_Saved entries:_
-- Opening Marker --

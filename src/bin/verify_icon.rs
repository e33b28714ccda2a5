use clockface_gen::renderer::{
    face_radius, polar, Palette, RenderConfig, MARKER_A_ANGLE, MARKER_A_RADIUS, MARKER_B_ANGLE,
    MARKER_B_SCALE, MARKER_ORBIT,
};
use image::io::Reader as ImageReader;

fn main() {
    let path = std::env::args()
        .nth(1)
        .unwrap_or_else(|| "icons/icon-512.png".to_string());

    let img = ImageReader::open(&path)
        .expect("Failed to open image")
        .decode()
        .expect("Failed to decode image");

    let rgb_img = img.to_rgb8();
    let size = img.width() as f32;
    let (cx, cy) = (size / 2.0, size / 2.0);
    let face_r = face_radius(size, RenderConfig::default().padding_frac);
    let palette = Palette::default();

    println!("Checking route markers in: {}", path);
    println!("Image dimensions: {}x{}", img.width(), img.height());

    // Solid marker: sample its center
    let (ax, ay) = polar(cx, cy, face_r * MARKER_ORBIT, MARKER_A_ANGLE);
    let a_pixel = rgb_img.get_pixel(ax as u32, ay as u32);
    report("solid marker", a_pixel.0, palette.route_a);

    // Ring marker: the center is hollow, so sample on the stroke straight
    // above the ring center
    let (bx, by) = polar(cx, cy, face_r * MARKER_ORBIT, MARKER_B_ANGLE);
    let ring_r = face_r * MARKER_A_RADIUS * MARKER_B_SCALE;
    let b_pixel = rgb_img.get_pixel(bx as u32, (by - ring_r) as u32);
    report("ring marker", b_pixel.0, palette.route_b);
}

fn report(label: &str, found: [u8; 3], expected: [u8; 3]) {
    let dist = found
        .iter()
        .zip(expected.iter())
        .map(|(a, b)| (f32::from(*a) - f32::from(*b)).powi(2))
        .sum::<f32>()
        .sqrt();

    println!("\n{label}:");
    println!("  expected RGB: {:?}", expected);
    println!("  found RGB:    {:?} (distance {:.1})", found, dist);

    if dist < 24.0 {
        println!("  ✓ {label} color detected");
    } else {
        println!("  ⚠ {label} color looks off");
    }
}
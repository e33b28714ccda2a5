use clockface_gen::renderer::{
    face_radius, polar, IconRenderer, Palette, RenderConfig, RenderError, MARKER_A_ANGLE,
    MARKER_A_RADIUS, MARKER_B_ANGLE, MARKER_B_SCALE, MARKER_ORBIT,
};

fn default_renderer() -> IconRenderer {
    IconRenderer::new(RenderConfig::default())
}

fn color_distance(found: [u8; 3], expected: [u8; 3]) -> f32 {
    found
        .iter()
        .zip(expected.iter())
        .map(|(a, b)| (f32::from(*a) - f32::from(*b)).powi(2))
        .sum::<f32>()
        .sqrt()
}

/// Rendering twice with the same size must produce byte-identical pixels.
#[test]
fn test_render_is_deterministic() {
    let renderer = default_renderer();

    let first = renderer.render(192).expect("first render failed");
    let second = renderer.render(192).expect("second render failed");

    assert_eq!(
        first.as_raw(),
        second.as_raw(),
        "repeat renders must be pixel-identical"
    );
}

#[test]
fn test_output_dimensions_match_request() {
    let renderer = default_renderer();

    for size in [1u32, 192, 512, 1024] {
        let icon = renderer
            .render(size)
            .unwrap_or_else(|e| panic!("render({size}) failed: {e}"));
        assert_eq!(icon.width(), size, "width should be {size}");
        assert_eq!(icon.height(), size, "height should be {size}");
    }
}

/// The output carries no transparency: converting back to RGBA must give
/// saturated alpha on every pixel.
#[test]
fn test_output_is_fully_opaque() {
    let icon = default_renderer().render(192).expect("render failed");

    let rgba = image::DynamicImage::ImageRgb8(icon).to_rgba8();
    assert!(
        rgba.pixels().all(|p| p.0[3] == 255),
        "every output pixel must be fully opaque"
    );
}

/// The polar helper uses the clock convention: 0° is straight up, angles
/// increase clockwise, and the four cardinal directions are 90° apart.
#[test]
fn test_polar_clock_convention() {
    let (cx, cy, r) = (100.0, 100.0, 50.0);

    let cases = [
        (0.0, (100.0, 50.0)),    // 12 o'clock: directly above center
        (90.0, (150.0, 100.0)),  // 3 o'clock
        (180.0, (100.0, 150.0)), // 6 o'clock
        (270.0, (50.0, 100.0)),  // 9 o'clock
    ];

    for (deg, (ex, ey)) in cases {
        let (x, y) = polar(cx, cy, r, deg);
        assert!(
            (x - ex).abs() < 1e-2 && (y - ey).abs() < 1e-2,
            "polar at {deg}°: expected ({ex}, {ey}), got ({x}, {y})"
        );
    }
}

/// At 512px the pixel nearest each route marker must carry the accent color.
#[test]
fn test_route_marker_colors_present_at_512() {
    let renderer = default_renderer();
    let palette = Palette::default();
    let icon = renderer.render(512).expect("render failed");

    let (cx, cy) = (256.0, 256.0);
    let face_r = face_radius(512.0, renderer.config().padding_frac);

    // Solid marker: sample its center
    let (ax, ay) = polar(cx, cy, face_r * MARKER_ORBIT, MARKER_A_ANGLE);
    let a_pixel = icon.get_pixel(ax.round() as u32, ay.round() as u32);
    assert!(
        color_distance(a_pixel.0, palette.route_a) < 10.0,
        "solid marker color off: expected {:?}, found {:?}",
        palette.route_a,
        a_pixel.0
    );

    // Ring marker is hollow: sample on the stroke, straight above its center
    let (bx, by) = polar(cx, cy, face_r * MARKER_ORBIT, MARKER_B_ANGLE);
    let ring_r = face_r * MARKER_A_RADIUS * MARKER_B_SCALE;
    let b_pixel = icon.get_pixel(bx.round() as u32, (by - ring_r).round() as u32);
    assert!(
        color_distance(b_pixel.0, palette.route_b) < 10.0,
        "ring marker color off: expected {:?}, found {:?}",
        palette.route_b,
        b_pixel.0
    );
}

/// The hollow ring marker must show the background, not the accent, at its
/// center — that is what keeps the two markers distinguishable beyond color.
#[test]
fn test_ring_marker_center_is_hollow() {
    let renderer = default_renderer();
    let palette = Palette::default();
    let icon = renderer.render(512).expect("render failed");

    let face_r = face_radius(512.0, renderer.config().padding_frac);
    let (bx, by) = polar(256.0, 256.0, face_r * MARKER_ORBIT, MARKER_B_ANGLE);
    let center_pixel = icon.get_pixel(bx.round() as u32, by.round() as u32);

    assert!(
        color_distance(center_pixel.0, palette.route_b) > 40.0,
        "ring marker center should be hollow, found {:?}",
        center_pixel.0
    );
}

#[test]
fn test_zero_size_is_rejected() {
    let renderer = default_renderer();

    match renderer.render(0) {
        Err(err) => assert_eq!(err, RenderError::InvalidSize(0)),
        Ok(icon) => panic!(
            "expected InvalidSize error, got a {}x{} image",
            icon.width(),
            icon.height()
        ),
    }
}

#[test]
fn test_one_pixel_render_succeeds() {
    let icon = default_renderer()
        .render(1)
        .expect("1x1 render should succeed");

    assert_eq!((icon.width(), icon.height()), (1, 1));
}

/// The face radius stays a fixed fraction of the canvas across sizes, so
/// layouts are visually proportional.
#[test]
fn test_face_radius_scales_linearly() {
    let padding_frac = RenderConfig::default().padding_frac;
    let base = face_radius(192.0, padding_frac) / 192.0;

    for size in [512.0f32, 1024.0] {
        let ratio = face_radius(size, padding_frac) / size;
        assert!(
            (ratio - base).abs() < 1e-6,
            "face radius ratio drifted at size {size}: {ratio} vs {base}"
        );
    }
}
//! Procedural clock-face icon renderer.
//!
//! A render is a pure function of the configuration and the requested size:
//! no I/O, no randomness, no time dependence, so repeat renders are
//! pixel-identical. All drawing happens on a supersampled RGBA canvas which
//! is Lanczos-downscaled and flattened to opaque RGB at the end; the
//! primitives only need a one-pixel soft coverage edge to come out clean.

use image::{imageops, DynamicImage, ImageBuffer, RgbImage, Rgba, RgbaImage};
use thiserror::Error;

/// Errors raised by the rendering core.
#[derive(Debug, Error, PartialEq, Eq)]
pub enum RenderError {
    /// The requested output size cannot produce an image.
    #[error("invalid icon size {0}: must be a positive number of pixels")]
    InvalidSize(u32),
}

/// Named colors for every element of the icon face.
#[derive(Debug, Clone)]
pub struct Palette {
    /// Background gradient top; also the solid fill when the gradient is off.
    pub bg_top: [u8; 3],
    /// Background gradient bottom.
    pub bg_bottom: [u8; 3],
    /// Ticks and hour hand.
    pub muted: [u8; 3],
    /// Minute hand.
    pub hand: [u8; 3],
    /// Solid route marker.
    pub route_a: [u8; 3],
    /// Ring route marker.
    pub route_b: [u8; 3],
    /// Center dot.
    pub center: [u8; 3],
    /// Barely-there face outline circle (RGBA).
    pub face_outline: [u8; 4],
}

impl Default for Palette {
    fn default() -> Self {
        Self {
            bg_top: [18, 28, 48],
            bg_bottom: [8, 15, 32],
            muted: [160, 175, 195],
            hand: [245, 248, 252],
            route_a: [125, 211, 252],
            route_b: [251, 191, 36],
            center: [80, 200, 248],
            face_outline: [255, 255, 255, 18],
        }
    }
}

/// Parameters controlling one render pass.
///
/// Geometry fractions (tick span, hand lengths, marker orbit) are module
/// constants resolved against the shared center and face radius; the config
/// chooses the palette, the working scale and which optional layers to draw.
#[derive(Debug, Clone)]
pub struct RenderConfig {
    pub palette: Palette,
    /// Supersampling factor for the working canvas.
    pub supersample: u32,
    /// Padding between canvas edge and clock face, as a fraction of canvas size.
    pub padding_frac: f32,
    /// Vertical background gradient instead of a solid fill.
    pub gradient: bool,
    /// Edge-darkening vignette layer.
    pub vignette: bool,
    /// Blurred glass-sheen highlight layer.
    pub sheen: bool,
    /// Translucent outline circle at the face radius.
    pub face_ring: bool,
}

impl Default for RenderConfig {
    fn default() -> Self {
        Self {
            palette: Palette::default(),
            supersample: 4,
            padding_frac: 0.12,
            gradient: true,
            vignette: false,
            sheen: false,
            face_ring: true,
        }
    }
}

// Clock geometry. Angles use the clock convention (0° = 12 o'clock,
// increasing clockwise); lengths are fractions of the face radius and stroke
// widths fractions of the working canvas size.
const TICK_ANGLES: [f32; 4] = [0.0, 90.0, 180.0, 270.0];
const TICK_INNER: f32 = 0.80;
const TICK_OUTER: f32 = 0.95;
const TICK_WIDTH: f32 = 0.028;

const HOUR_ANGLE: f32 = 300.0; // ~10 o'clock
const HOUR_LEN: f32 = 0.40;
const HOUR_WIDTH: f32 = 0.045;

const MINUTE_ANGLE: f32 = 72.0; // ~2 o'clock
const MINUTE_LEN: f32 = 0.62;
const MINUTE_WIDTH: f32 = 0.032;

/// Orbit of both route markers, as a fraction of the face radius.
pub const MARKER_ORBIT: f32 = 0.88;
/// Angle of the solid route marker.
pub const MARKER_A_ANGLE: f32 = 150.0;
/// Radius of the solid route marker, as a fraction of the face radius.
pub const MARKER_A_RADIUS: f32 = 0.07;
/// Angle of the ring route marker.
pub const MARKER_B_ANGLE: f32 = 222.0;
/// Ring marker radius relative to the solid marker radius.
pub const MARKER_B_SCALE: f32 = 0.9;
const MARKER_B_WIDTH: f32 = 0.014;

const CENTER_DOT_RADIUS: f32 = 0.025;
const FACE_RING_WIDTH: f32 = 0.006;

// Vignette steps (radius fraction of canvas size, step alpha). Each step
// darkens everything outside its radius, so the accumulated alpha rises
// monotonically from the untouched face out to the corners.
const VIGNETTE_STEPS: [(f32, f32); 6] = [
    (0.70, 0.04),
    (0.65, 0.06),
    (0.60, 0.08),
    (0.55, 0.10),
    (0.50, 0.12),
    (0.45, 0.14),
];

// Glass sheen: translucent white ellipses (center x, center y, rx, ry,
// alpha), all positions and radii as fractions of the canvas size. The
// layer is Gaussian-blurred before compositing.
const SHEEN_ELLIPSES: [(f32, f32, f32, f32, u8); 2] = [
    (0.44, 0.20, 0.52, 0.30, 30),
    (0.60, 0.08, 0.34, 0.16, 22),
];
const SHEEN_BLUR_SIGMA: f32 = 0.02;

/// Convert a clock-convention angle to a point `r` away from `(cx, cy)`.
/// 0° points straight up (12 o'clock) and angles increase clockwise.
pub fn polar(cx: f32, cy: f32, r: f32, deg: f32) -> (f32, f32) {
    let rad = deg.to_radians();
    (cx + r * rad.sin(), cy - r * rad.cos())
}

/// Per-channel linear interpolation between two colors at `t` in [0, 1],
/// rounded to the nearest channel value.
pub fn lerp_rgb(a: [u8; 3], b: [u8; 3], t: f32) -> [u8; 3] {
    let mix = |a: u8, b: u8| (f32::from(a) + (f32::from(b) - f32::from(a)) * t).round() as u8;
    [mix(a[0], b[0]), mix(a[1], b[1]), mix(a[2], b[2])]
}

/// Usable face radius for a square canvas after padding is subtracted.
pub fn face_radius(canvas: f32, padding_frac: f32) -> f32 {
    (canvas - 2.0 * padding_frac * canvas) / 2.0
}

/// Deterministic clock-face icon renderer.
#[derive(Debug, Clone)]
pub struct IconRenderer {
    config: RenderConfig,
}

impl IconRenderer {
    pub fn new(config: RenderConfig) -> Self {
        Self { config }
    }

    pub fn config(&self) -> &RenderConfig {
        &self.config
    }

    /// Render the icon at `size` x `size` pixels.
    ///
    /// Draws every layer on a supersampled working canvas in fixed order
    /// (background, vignette, face ring, ticks, hands, route markers, center
    /// dot, sheen), then downscales with Lanczos and drops the alpha channel.
    pub fn render(&self, size: u32) -> Result<RgbImage, RenderError> {
        if size == 0 {
            return Err(RenderError::InvalidSize(size));
        }

        let cfg = &self.config;
        let pal = &cfg.palette;
        let s = size * cfg.supersample.max(1);
        let sf = s as f32;
        let (cx, cy) = (sf / 2.0, sf / 2.0);
        let face_r = face_radius(sf, cfg.padding_frac);

        let mut canvas = self.base_layer(s);

        if cfg.vignette {
            let shade = vignette_layer(s, (cx, cy));
            imageops::overlay(&mut canvas, &shade, 0, 0);
        }

        if cfg.face_ring {
            let width = (sf * FACE_RING_WIDTH).max(1.0);
            draw_ring(&mut canvas, (cx, cy), face_r, width, Rgba(pal.face_outline));
        }

        for &deg in &TICK_ANGLES {
            let inner = polar(cx, cy, face_r * TICK_INNER, deg);
            let outer = polar(cx, cy, face_r * TICK_OUTER, deg);
            draw_stroke(&mut canvas, inner, outer, sf * TICK_WIDTH, opaque(pal.muted));
        }

        let hour_tip = polar(cx, cy, face_r * HOUR_LEN, HOUR_ANGLE);
        draw_stroke(&mut canvas, (cx, cy), hour_tip, sf * HOUR_WIDTH, opaque(pal.muted));

        let minute_tip = polar(cx, cy, face_r * MINUTE_LEN, MINUTE_ANGLE);
        draw_stroke(&mut canvas, (cx, cy), minute_tip, sf * MINUTE_WIDTH, opaque(pal.hand));

        let dot_r = face_r * MARKER_A_RADIUS;
        let a_center = polar(cx, cy, face_r * MARKER_ORBIT, MARKER_A_ANGLE);
        fill_circle(&mut canvas, a_center, dot_r, opaque(pal.route_a));

        let b_center = polar(cx, cy, face_r * MARKER_ORBIT, MARKER_B_ANGLE);
        let ring_w = (sf * MARKER_B_WIDTH).max(1.0);
        draw_ring(&mut canvas, b_center, dot_r * MARKER_B_SCALE, ring_w, opaque(pal.route_b));

        // Above the hand strokes.
        fill_circle(&mut canvas, (cx, cy), sf * CENTER_DOT_RADIUS, opaque(pal.center));

        if cfg.sheen {
            let sheen = sheen_layer(s);
            imageops::overlay(&mut canvas, &sheen, 0, 0);
        }

        let resized = imageops::resize(&canvas, size, size, imageops::FilterType::Lanczos3);
        Ok(DynamicImage::ImageRgba8(resized).to_rgb8())
    }

    /// Opaque base canvas: vertical gradient scanlines, or a solid fill.
    fn base_layer(&self, s: u32) -> RgbaImage {
        let pal = &self.config.palette;
        if self.config.gradient {
            let sf = s as f32;
            ImageBuffer::from_fn(s, s, |_, y| {
                let [r, g, b] = lerp_rgb(pal.bg_top, pal.bg_bottom, y as f32 / sf);
                Rgba([r, g, b, 255])
            })
        } else {
            ImageBuffer::from_pixel(s, s, opaque(pal.bg_top))
        }
    }
}

fn opaque(c: [u8; 3]) -> Rgba<u8> {
    Rgba([c[0], c[1], c[2], 255])
}

/// Source-over blend of `color` onto one canvas pixel, scaled by `coverage`.
fn blend_pixel(img: &mut RgbaImage, x: u32, y: u32, color: Rgba<u8>, coverage: f32) {
    let a = f32::from(color.0[3]) / 255.0 * coverage.clamp(0.0, 1.0);
    if a <= 0.0 {
        return;
    }
    let dst = img.get_pixel_mut(x, y);
    for ch in 0..3 {
        let src = f32::from(color.0[ch]);
        let cur = f32::from(dst.0[ch]);
        dst.0[ch] = (src * a + cur * (1.0 - a)).round() as u8;
    }
    dst.0[3] = dst.0[3].max((a * 255.0).round() as u8);
}

/// Clamped pixel bounds for a primitive, half-open on the high side.
fn bounds(img: &RgbaImage, x0: f32, y0: f32, x1: f32, y1: f32) -> (u32, u32, u32, u32) {
    let xa = x0.floor().max(0.0) as u32;
    let ya = y0.floor().max(0.0) as u32;
    let xb = ((x1.ceil() as i64) + 1).clamp(0, i64::from(img.width())) as u32;
    let yb = ((y1.ceil() as i64) + 1).clamp(0, i64::from(img.height())) as u32;
    (xa, ya, xb, yb)
}

/// Stroke a straight segment with round caps and a one-pixel soft edge.
fn draw_stroke(img: &mut RgbaImage, a: (f32, f32), b: (f32, f32), width: f32, color: Rgba<u8>) {
    let half = (width / 2.0).max(0.35);
    let (x0, y0, x1, y1) = bounds(
        img,
        a.0.min(b.0) - half - 1.0,
        a.1.min(b.1) - half - 1.0,
        a.0.max(b.0) + half + 1.0,
        a.1.max(b.1) + half + 1.0,
    );
    let (dx, dy) = (b.0 - a.0, b.1 - a.1);
    let len_sq = dx * dx + dy * dy;
    for y in y0..y1 {
        for x in x0..x1 {
            let (px, py) = (x as f32 + 0.5, y as f32 + 0.5);
            let t = if len_sq > 0.0 {
                (((px - a.0) * dx + (py - a.1) * dy) / len_sq).clamp(0.0, 1.0)
            } else {
                0.0
            };
            let (nx, ny) = (a.0 + t * dx - px, a.1 + t * dy - py);
            let dist = (nx * nx + ny * ny).sqrt();
            blend_pixel(img, x, y, color, half - dist + 0.5);
        }
    }
}

/// Fill a circle with a one-pixel soft edge.
fn fill_circle(img: &mut RgbaImage, center: (f32, f32), radius: f32, color: Rgba<u8>) {
    if radius <= 0.0 {
        return;
    }
    let (x0, y0, x1, y1) = bounds(
        img,
        center.0 - radius - 1.0,
        center.1 - radius - 1.0,
        center.0 + radius + 1.0,
        center.1 + radius + 1.0,
    );
    for y in y0..y1 {
        for x in x0..x1 {
            let dx = x as f32 + 0.5 - center.0;
            let dy = y as f32 + 0.5 - center.1;
            let dist = (dx * dx + dy * dy).sqrt();
            blend_pixel(img, x, y, color, radius - dist + 0.5);
        }
    }
}

/// Outline a circle: an annulus of `width` centered on `radius`.
fn draw_ring(img: &mut RgbaImage, center: (f32, f32), radius: f32, width: f32, color: Rgba<u8>) {
    let half = (width / 2.0).max(0.35);
    let outer = radius + half;
    let (x0, y0, x1, y1) = bounds(
        img,
        center.0 - outer - 1.0,
        center.1 - outer - 1.0,
        center.0 + outer + 1.0,
        center.1 + outer + 1.0,
    );
    for y in y0..y1 {
        for x in x0..x1 {
            let dx = x as f32 + 0.5 - center.0;
            let dy = y as f32 + 0.5 - center.1;
            let dist = (dx * dx + dy * dy).sqrt();
            blend_pixel(img, x, y, color, half - (dist - radius).abs() + 0.5);
        }
    }
}

/// Edge-darkening layer. Every step darkens the area outside its radius, so
/// the accumulated alpha is zero across the face and largest in the corners.
fn vignette_layer(s: u32, center: (f32, f32)) -> RgbaImage {
    let sf = s as f32;
    ImageBuffer::from_fn(s, s, |x, y| {
        let dx = x as f32 + 0.5 - center.0;
        let dy = y as f32 + 0.5 - center.1;
        let dist = (dx * dx + dy * dy).sqrt();
        let mut alpha = 0.0f32;
        for &(radius, step_alpha) in &VIGNETTE_STEPS {
            if dist > radius * sf {
                alpha = 1.0 - (1.0 - alpha) * (1.0 - step_alpha);
            }
        }
        Rgba([0, 0, 0, (alpha * 255.0).round() as u8])
    })
}

/// Translucent highlight ellipses, Gaussian-blurred into a soft sheen.
fn sheen_layer(s: u32) -> RgbaImage {
    let sf = s as f32;
    let mut layer = RgbaImage::from_pixel(s, s, Rgba([255, 255, 255, 0]));
    for &(ex, ey, rx, ry, alpha) in &SHEEN_ELLIPSES {
        fill_ellipse(&mut layer, (ex * sf, ey * sf), rx * sf, ry * sf, alpha);
    }
    imageops::blur(&layer, (SHEEN_BLUR_SIGMA * sf).max(0.5))
}

/// Write an axis-aligned translucent white ellipse into a layer. Overlapping
/// ellipses keep the higher alpha rather than stacking.
fn fill_ellipse(layer: &mut RgbaImage, center: (f32, f32), rx: f32, ry: f32, alpha: u8) {
    if rx <= 0.0 || ry <= 0.0 {
        return;
    }
    let (x0, y0, x1, y1) = bounds(
        layer,
        center.0 - rx - 1.0,
        center.1 - ry - 1.0,
        center.0 + rx + 1.0,
        center.1 + ry + 1.0,
    );
    for y in y0..y1 {
        for x in x0..x1 {
            let nx = (x as f32 + 0.5 - center.0) / rx;
            let ny = (y as f32 + 0.5 - center.1) / ry;
            if nx * nx + ny * ny <= 1.0 {
                let px = layer.get_pixel_mut(x, y);
                px.0[3] = px.0[3].max(alpha);
            }
        }
    }
}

-- Closing Marker --

_EXERCISE DIRECTIONS:_ Could you output, exactly and with nothing else, the lines from the start of the records through the line containing "let size = img.width() as f32;"?

_EXERCISE RESULT:_
filename src/bin/verify_icon.rs
repository e33b28714ccda2a5
use clockface_gen::renderer::{
    face_radius, polar, Palette, RenderConfig, MARKER_A_ANGLE, MARKER_A_RADIUS, MARKER_B_ANGLE,
    MARKER_B_SCALE, MARKER_ORBIT,
};
use image::io::Reader as ImageReader;

fn main() {
    let path = std::env::args()
        .nth(1)
        .unwrap_or_else(|| "icons/icon-512.png".to_string());

    let img = ImageReader::open(&path)
        .expect("Failed to open image")
        .decode()
        .expect("Failed to decode image");

    let rgb_img = img.to_rgb8();
    let size = img.width() as f32;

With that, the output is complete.